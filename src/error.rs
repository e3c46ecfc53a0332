use thiserror::Error;

pub type RenderResult<T> = Result<T, RenderError>;

/// Errors produced while ingesting result payloads.
///
/// Rendering itself never fails: every render entry point returns a `String`
/// for every input, degrading malformed template syntax to literal text.
#[derive(Error, Debug)]
pub enum RenderError {
    #[error("invalid results payload: {0}")]
    InvalidResults(String),

    #[error("JSON error: {0}")]
    Json(#[from] serde_json::Error),
}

::::::

Copy each entry exactly, with nothing added or dropped.

**Answer for this exercise:**
filename src/error.rs
repository e3c46ecfc53a0332
use thiserror::Error;

pub type RenderResult<T> = Result<T, RenderError>;

/// Errors produced while ingesting result payloads.
///
/// Rendering itself never fails: every render entry point returns a `String`
/// for every input, degrading malformed template syntax to literal text.
#[derive(Error, Debug)]
pub enum RenderError {
    #[error("invalid results payload: {0}")]
    InvalidResults(String),

    #[error("JSON error: {0}")]
    Json(#[from] serde_json::Error),
}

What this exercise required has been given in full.